Introduction to Buy-and-Hold

I started dabbling in the markets by researching companies using their annual reports. I pored over the numbers and checked the ratios to make sure the company would not fold anytime soon.

In those days, I learned to love cash dividends and stock dividends as well. They added to the bulge in my wallet and slowly increased my net worth one share at a time. During the bull market of the 1980s, I had a win/loss ratio of 63 percent and made an average of 39 percent per trade. I achieved that without knowing what I was doing.

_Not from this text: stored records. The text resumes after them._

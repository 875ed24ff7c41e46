//! External collaborators fed by the extracted text.
//!
//! These are request/response services with their own contracts; the core
//! pipeline treats them as opaque.

pub mod speech;
pub mod summarize;

pub use speech::{SpeechClient, SpeechError};
pub use summarize::{DocumentFields, SummarizeError, Summarizer, get_summarizer};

For example, I bought a stock called Sparton Corp. This was a wonderful stock that never heard of going up while I owned it, but it paid a huge dividend. That is, until they stopped paying it! I bought it three times and lost 23 percent, 39 percent, and 53 percent of my money.

I grew to mistrust the method of holding a stock forever (well, 3.6 years was my average hold time for stocks bought in the 1980s). I was tired of seeing a stock like ASA Holdings (acquired by Delta), which I bought four times in the late 1990s at an average price of 23.36, more than double to 51 and then drop to 34 before I sold it.

Nevertheless, I still like investing, which is a synonym for buy-and-hold. You can make a lot of money with little work. The hardest part is ignoring the daily rollercoaster movements of the market.

As I mentioned in Trading Basics, Chapter 2, under “Hold Time: My Trades,” my best hold time is between three and four years. ...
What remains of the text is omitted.